- WHAT NEEDS TO BE DONE
Please tally the lines in the data below that include the string "functions", and reply with only the total.

# # # # # # #

//! Utility functions module
//!
//! Contains helpers for clock formatting, lenient number parsing and
//! duration parsing.

pub mod units;

// Re-export commonly used functions
pub use units::{
    coerce_count, coerce_number, format_clock, format_delta, format_duration, parse_duration,
    parse_leading_number,
};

# # # # # # #

- SOLUTION TO THIS EXERCISE
2